In this episode, we are in company with Hans Lucht to talk about ethnographic poetry. Hans is a senior researcher, and the head of migration research at the Danish Institute for International Studies (DIIS) in Copenhagen. He has worked with migration for 20 years, with a special focus on undocumented labour-related migration from West Africa to Europe. He has conducted long-term fieldwork in Ghana, Niger, Libya, Italy, and Greece, and his prize-winning monograph ‘Darkness before Daybreak’ chronicles the lives of a group of migrants who travels from Ghana to Italy in search of work.

Apart from his numerous academic contributions of articles and policy reports, Lucht is a writer, and poet, I should say. He has published two novels titled Onko-Mus and Lysene på den anden side and two collections of poems, all in his mother-tongue Danish. The first poetry collection, called Feltarbejde (Fieldwork) from 2022 is a poetic reflection on both the experiences of his interlocutors and the experience as a fieldworker. The second, Vores liv ryster (Our lives are shaking), came out in 2024 and consists of what Hans has called documentary poems.
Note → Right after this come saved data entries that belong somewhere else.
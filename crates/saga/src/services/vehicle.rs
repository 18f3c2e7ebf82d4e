//! Vehicle registry trait and in-memory implementation.

use std::sync::{Arc, PoisonError, RwLock, RwLockReadGuard, RwLockWriteGuard};

use async_trait::async_trait;
use common::{CustomerId, ModelId, VehicleId};
use domain::LicensePlate;
use serde::{Deserialize, Serialize};

use crate::error::SagaError;

const SERVICE: &str = "vehicle";

/// A vehicle record as stored by the backend.
#[derive(Debug, Clone, PartialEq, Eq, Serialize, Deserialize)]
#[serde(rename_all = "camelCase")]
pub struct Vehicle {
    pub vehicle_id: VehicleId,
    pub customer_id: CustomerId,
    pub license_plate: String,
    pub vin: Option<String>,
    pub color: String,
    pub current_mileage: u32,
    pub model_id: Option<ModelId>,
}

/// Data sent when creating a vehicle.
#[derive(Debug, Clone, PartialEq, Eq, Serialize, Deserialize)]
#[serde(rename_all = "camelCase")]
pub struct NewVehicle {
    pub customer_id: CustomerId,
    pub license_plate: LicensePlate,
    pub vin: Option<String>,
    pub color: String,
    pub current_mileage: u32,
    pub model_id: Option<ModelId>,
}

/// The backend's vehicle endpoints.
#[async_trait]
pub trait VehicleRegistry: Send + Sync {
    /// Lists the vehicles owned by a customer.
    async fn list_for_customer(&self, customer_id: CustomerId) -> Result<Vec<Vehicle>, SagaError>;

    /// Searches every vehicle by plate, then by VIN when one is given.
    async fn search(
        &self,
        plate: &LicensePlate,
        vin: Option<&str>,
    ) -> Result<Option<Vehicle>, SagaError>;

    async fn create(&self, vehicle: NewVehicle) -> Result<VehicleId, SagaError>;

    async fn update_mileage(&self, vehicle_id: VehicleId, mileage: u32) -> Result<(), SagaError>;
}

#[derive(Debug, Default)]
struct InMemoryVehicleState {
    vehicles: Vec<Vehicle>,
    next_id: u64,
    fail_list: bool,
    fail_search: bool,
    fail_create: bool,
    fail_update_mileage: bool,
}

/// In-memory vehicle registry for testing.
#[derive(Debug, Clone, Default)]
pub struct InMemoryVehicleRegistry {
    state: Arc<RwLock<InMemoryVehicleState>>,
}

impl InMemoryVehicleRegistry {
    pub fn new() -> Self {
        Self::default()
    }

    /// Seeds a vehicle, stored with the plate exactly as given.
    pub fn add_vehicle(&self, customer_id: CustomerId, plate: &str, mileage: u32) -> VehicleId {
        self.add_vehicle_with_vin(customer_id, plate, None, mileage)
    }

    pub fn add_vehicle_with_vin(
        &self,
        customer_id: CustomerId,
        plate: &str,
        vin: Option<&str>,
        mileage: u32,
    ) -> VehicleId {
        let mut state = self.write();
        state.next_id += 1;
        let vehicle_id = VehicleId::new(state.next_id);
        state.vehicles.push(Vehicle {
            vehicle_id,
            customer_id,
            license_plate: plate.to_string(),
            vin: vin.map(str::to_string),
            color: "white".to_string(),
            current_mileage: mileage,
            model_id: None,
        });
        vehicle_id
    }

    pub fn vehicle(&self, vehicle_id: VehicleId) -> Option<Vehicle> {
        self.read()
            .vehicles
            .iter()
            .find(|v| v.vehicle_id == vehicle_id)
            .cloned()
    }

    pub fn vehicle_count(&self) -> usize {
        self.read().vehicles.len()
    }

    pub fn set_fail_on_list(&self, fail: bool) {
        self.write().fail_list = fail;
    }

    pub fn set_fail_on_search(&self, fail: bool) {
        self.write().fail_search = fail;
    }

    pub fn set_fail_on_create(&self, fail: bool) {
        self.write().fail_create = fail;
    }

    pub fn set_fail_on_update_mileage(&self, fail: bool) {
        self.write().fail_update_mileage = fail;
    }

    fn read(&self) -> RwLockReadGuard<'_, InMemoryVehicleState> {
        self.state.read().unwrap_or_else(PoisonError::into_inner)
    }

    fn write(&self) -> RwLockWriteGuard<'_, InMemoryVehicleState> {
        self.state.write().unwrap_or_else(PoisonError::into_inner)
    }
}

#[async_trait]
impl VehicleRegistry for InMemoryVehicleRegistry {
    async fn list_for_customer(&self, customer_id: CustomerId) -> Result<Vec<Vehicle>, SagaError> {
        let state = self.read();
        if state.fail_list {
            return Err(SagaError::service(SERVICE, "list failed"));
        }
        Ok(state
            .vehicles
            .iter()
            .filter(|v| v.customer_id == customer_id)
            .cloned()
            .collect())
    }

    async fn search(
        &self,
        plate: &LicensePlate,
        vin: Option<&str>,
    ) -> Result<Option<Vehicle>, SagaError> {
        let state = self.read();
        if state.fail_search {
            return Err(SagaError::service(SERVICE, "search failed"));
        }
        if let Some(vehicle) = state.vehicles.iter().find(|v| plate.matches(&v.license_plate)) {
            return Ok(Some(vehicle.clone()));
        }
        let Some(vin) = vin.map(str::trim).filter(|v| !v.is_empty()) else {
            return Ok(None);
        };
        Ok(state
            .vehicles
            .iter()
            .find(|v| {
                v.vin
                    .as_deref()
                    .is_some_and(|stored| stored.trim().eq_ignore_ascii_case(vin))
            })
            .cloned())
    }

    async fn create(&self, vehicle: NewVehicle) -> Result<VehicleId, SagaError> {
        let mut state = self.write();
        if state.fail_create {
            return Err(SagaError::service(SERVICE, "create rejected"));
        }
        state.next_id += 1;
        let vehicle_id = VehicleId::new(state.next_id);
        state.vehicles.push(Vehicle {
            vehicle_id,
            customer_id: vehicle.customer_id,
            license_plate: vehicle.license_plate.to_string(),
            vin: vehicle.vin,
            color: vehicle.color,
            current_mileage: vehicle.current_mileage,
            model_id: vehicle.model_id,
        });
        Ok(vehicle_id)
    }

    async fn update_mileage(&self, vehicle_id: VehicleId, mileage: u32) -> Result<(), SagaError> {
        let mut state = self.write();
        if state.fail_update_mileage {
            return Err(SagaError::service(SERVICE, "mileage update failed"));
        }
        let vehicle = state
            .vehicles
            .iter_mut()
            .find(|v| v.vehicle_id == vehicle_id)
            .ok_or_else(|| SagaError::service(SERVICE, format!("vehicle {vehicle_id} not found")))?;
        vehicle.current_mileage = mileage;
        Ok(())
    }
}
This means that all text of the poems is direct quotes from conversations and interviews with his interlocutors that Hans has then curated by following a few self-imposed dogmas.

In today’s episode, Hans will read out loud five poems from this collection, all titled with a name of the one speaking and where the conversation took place. In between the readings, we ask Hans about what impressions inspired the poems, the dynamic of working between anthropology and art, and how each domain can inform and expand the insights of the other. We discuss the concept of ‘existential reciprocity’ in relation to his work, and how doing fieldwork engenders impressions and transformations that exceed academic analysis and extend into the lives of both interlocutors and fieldworkers.


Resources:

-       Hans Lucht’s academic profile

-       Feltarbejde (2022)

-       Vores liv ryster (2024)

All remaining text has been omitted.